All the World's a Stooge is a 1941 short subject directed by Del Lord starring American slapstick comedy team The Three Stooges (Moe Howard, Larry Fine and Curly Howard). It is the 55th entry in the series released by Columbia Pictures starring the comedians, who released 190 shorts for the studio between 1934 and 1959.

Plot
Wealthy Ajax Bullion (Emory Parnell) is up in arms when his eccentric wife (Lelah Tyler) who's over come with joy informs him that she wants to adopt a refugee, the latest socio-political movement. To top it off, he has a terrible toothache. His wife insists he goes to the dentist so she can prepare the nursery.

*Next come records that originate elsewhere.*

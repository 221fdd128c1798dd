use calamine::{open_workbook, Data, Range, Reader, Xlsx};
use std::path::Path;
use thiserror::Error;

#[derive(Debug, Error)]
pub enum LoadError {
    #[error("Datei kann nicht geöffnet werden: {path}")]
    Open {
        path: String,
        #[source]
        source: calamine::XlsxError,
    },
    #[error("Arbeitsblatt '{sheet}' kann nicht gelesen werden: {path}")]
    Sheet {
        sheet: String,
        path: String,
        #[source]
        source: calamine::XlsxError,
    },
}

pub struct ExcelReader {
    path: String,
    workbook: Xlsx<std::io::BufReader<std::fs::File>>,
}

impl ExcelReader {
    pub fn open<P: AsRef<Path>>(path: P) -> Result<Self, LoadError> {
        let path_ref = path.as_ref();
        let file_path = path_ref.to_string_lossy().to_string();

        let workbook: Xlsx<_> = open_workbook(path_ref).map_err(|source| LoadError::Open {
            path: file_path.clone(),
            source,
        })?;

        Ok(Self {
            path: file_path,
            workbook,
        })
    }

    /// Liest genau das benannte Arbeitsblatt; die ersten `skip_rows`
    /// physischen Zeilen werden als Kopfblock übersprungen.
    pub fn read_sheet(&mut self, sheet_name: &str, skip_rows: usize) -> Result<SheetData, LoadError> {
        let range = self
            .workbook
            .worksheet_range(sheet_name)
            .map_err(|source| LoadError::Sheet {
                sheet: sheet_name.to_string(),
                path: self.path.clone(),
                source,
            })?;

        let rows = Self::range_to_rows(&range, skip_rows);

        Ok(SheetData { rows })
    }

    // Zellen absolut ab Spalte 0 auslesen, damit die konfigurierten
    // Spaltenindizes auch bei leeren Randspalten stimmen.
    fn range_to_rows(range: &Range<Data>, skip_rows: usize) -> Vec<Vec<Data>> {
        let mut rows = Vec::new();

        let Some(end) = range.end() else {
            return rows;
        };

        for row in (skip_rows as u32)..=end.0 {
            let mut row_data = Vec::new();
            for col in 0..=end.1 {
                let cell_value = range
                    .get_value((row, col))
                    .cloned()
                    .unwrap_or(Data::Empty);
                row_data.push(cell_value);
            }
            rows.push(row_data);
        }

        rows
    }
}

/// Zelleninhalt als Text; ganzzahlige Gleitkommawerte ohne Nachkommateil.
pub fn cell_to_string(data: &Data) -> String {
    match data {
        Data::Empty => String::new(),
        Data::String(s) => s.clone(),
        Data::Float(f) => {
            if f.fract() == 0.0 {
                format!("{}", *f as i64)
            } else {
                format!("{}", f)
            }
        }
        Data::Int(i) => format!("{}", i),
        Data::Bool(b) => format!("{}", b),
        Data::DateTime(dt) => format!("{}", dt),
        Data::DateTimeIso(s) => s.clone(),
        Data::DurationIso(s) => s.clone(),
        Data::Error(e) => format!("{:?}", e),
    }
}

#[derive(Debug, Clone)]
pub struct SheetData {
    pub rows: Vec<Vec<Data>>,
}

impl SheetData {
    pub fn row_count(&self) -> usize {
        self.rows.len()
    }
}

The Stooges are window washers who work on a scaffold outside of a tall building. Moe and Larry use a rope to pull a Curly back up to the scaffold. Moe then orders Curly to continue the job. He obliges but throws a bucket of water at an open window, and the water splashes all over the dentist's office. At nearly the same time, the dentist (Richard Fiske) arrives to see the mess. He then leaves after threatening to have them fired. It is then that Moe orders Larry and Curly to dry up the floor.

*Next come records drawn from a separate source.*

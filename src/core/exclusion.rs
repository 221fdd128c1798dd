/// Ausschlussliste für Fahrernamen; Abgleich als Teilstring ohne
/// Beachtung der Groß-/Kleinschreibung.
#[derive(Debug, Clone)]
pub struct ExclusionFilter {
    keywords: Vec<String>,
}

impl ExclusionFilter {
    pub fn new<I, S>(keywords: I) -> Self
    where
        I: IntoIterator<Item = S>,
        S: AsRef<str>,
    {
        let keywords = keywords
            .into_iter()
            .map(|k| k.as_ref().trim().to_lowercase())
            .filter(|k| !k.is_empty())
            .collect();

        Self { keywords }
    }

    pub fn is_excluded(&self, driver_name: &str) -> bool {
        let name_lower = driver_name.to_lowercase();
        self.keywords.iter().any(|k| name_lower.contains(k.as_str()))
    }
}
mod config;
mod entry;
mod export;
mod file_info;

pub use config::{ColumnLayout, Config, DriverColumns, DEFAULT_EXCLUSION_KEYWORDS};
pub use entry::{TourEntry, MISSING_TIME};
pub use export::{ExportFile, EXPORT_CONTENT_TYPE, EXPORT_FILE_NAME};
pub use file_info::FileInfo;
use anyhow::{Context, Result};
use std::env;
use std::fs;
use std::path::PathBuf;

use touren_export::core::Processor;
use touren_export::models::{Config, FileInfo};
use touren_export::utils::collect_input_files;

fn main() -> Result<()> {
    tracing_subscriber::fmt::init();

    let args: Vec<PathBuf> = env::args_os().skip(1).map(PathBuf::from).collect();
    if args.is_empty() {
        eprintln!("Aufruf: touren_export <datei.xlsx | ordner> ...");
        return Ok(());
    }

    let paths = collect_input_files(&args)?;
    if paths.is_empty() {
        tracing::warn!("Keine Excel-Dateien in den angegebenen Pfaden gefunden.");
        return Ok(());
    }

    let files: Vec<FileInfo> = paths.into_iter().map(FileInfo::from_path).collect();

    let processor = Processor::new(Config::default());
    let outcome = processor.process_files(&files);

    let stats = &outcome.stats;
    tracing::info!(
        "{} Dateien verarbeitet ({} fehlgeschlagen), {} Zeilen gelesen, {} Einträge in {:.2}s",
        stats.files_processed,
        stats.files_failed,
        stats.rows_scanned,
        stats.entries_extracted,
        stats.elapsed_secs
    );

    if outcome.entries.is_empty() {
        tracing::warn!("Keine gültigen Touren-Einträge in den verarbeiteten Dateien gefunden.");
        return Ok(());
    }

    let export = processor.export_json(&outcome.entries)?;
    fs::write(&export.file_name, &export.bytes)
        .with_context(|| format!("Export kann nicht geschrieben werden: {}", export.file_name))?;

    tracing::info!(
        "Export geschrieben: {} ({} Einträge, {})",
        export.file_name,
        outcome.entries.len(),
        export.content_type
    );

    Ok(())
}
use serde::{Deserialize, Serialize};
use std::path::PathBuf;

#[derive(Debug, Clone, Serialize, Deserialize)]
pub struct FileInfo {
    pub file_path: PathBuf,
    pub file_name: String,
}

impl FileInfo {
    pub fn from_path(path: PathBuf) -> Self {
        let file_name = path
            .file_name()
            .map(|n| n.to_string_lossy().to_string())
            .unwrap_or_default();

        Self {
            file_path: path,
            file_name,
        }
    }
}

#[cfg(test)]
mod tests {
    use super::*;

    #[test]
    fn test_from_path() {
        let info = FileInfo::from_path(PathBuf::from("/daten/plan_kw10.xlsx"));
        assert_eq!(info.file_name, "plan_kw10.xlsx");
    }
}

Mr. Bullion meets the inept window washers (whom he mistakes for interim dentists) when he enters the office demanding medical attention. They knock him out cold when he asks for anesthetic, then attempt to find the bad tooth. After pulling his bridge-work out completely ("you stripped his gears!", Larry comments), they try to put it back into his mouth with cement. However, the cement hardens before they have a chance to put the tooth back in, so they decide to blast. The dentist arrives back in his office as the dynamite is lit. He calls out to the Stooges, who notice him and run off. The dynamite goes off and Mr. Bullion wakes up, noticing that the pain in his tooth is gone. He heads back to his car and notices the Stooges hiding inside. He inquires as to what they are up to, and Moe says that they are "refugees." Mr. Bullion then has a very nasty idea to disabuse his wife of her philanthropic notion: pass these three nitwits off as refugee children.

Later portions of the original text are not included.